## Instructions to follow:
Would you output all the entries below without altering a word?

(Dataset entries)
----
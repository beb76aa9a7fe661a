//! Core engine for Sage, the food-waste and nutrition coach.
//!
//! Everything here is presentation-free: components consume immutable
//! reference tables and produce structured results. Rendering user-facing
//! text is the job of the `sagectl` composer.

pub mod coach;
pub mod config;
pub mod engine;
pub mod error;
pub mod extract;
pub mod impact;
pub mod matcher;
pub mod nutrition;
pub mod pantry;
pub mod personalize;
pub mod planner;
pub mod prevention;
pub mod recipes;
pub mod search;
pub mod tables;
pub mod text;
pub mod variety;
----
## Answer box:
repository beb76aa9a7fe661a
//! Core engine for Sage, the food-waste and nutrition coach.
//!
//! Everything here is presentation-free: components consume immutable
//! reference tables and produce structured results. Rendering user-facing
//! text is the job of the `sagectl` composer.

pub mod coach;
pub mod config;
pub mod engine;
pub mod error;
pub mod extract;
pub mod impact;
pub mod matcher;
pub mod nutrition;
pub mod pantry;
pub mod personalize;
pub mod planner;
pub mod prevention;
pub mod recipes;
pub mod search;
pub mod tables;
pub mod text;
pub mod variety;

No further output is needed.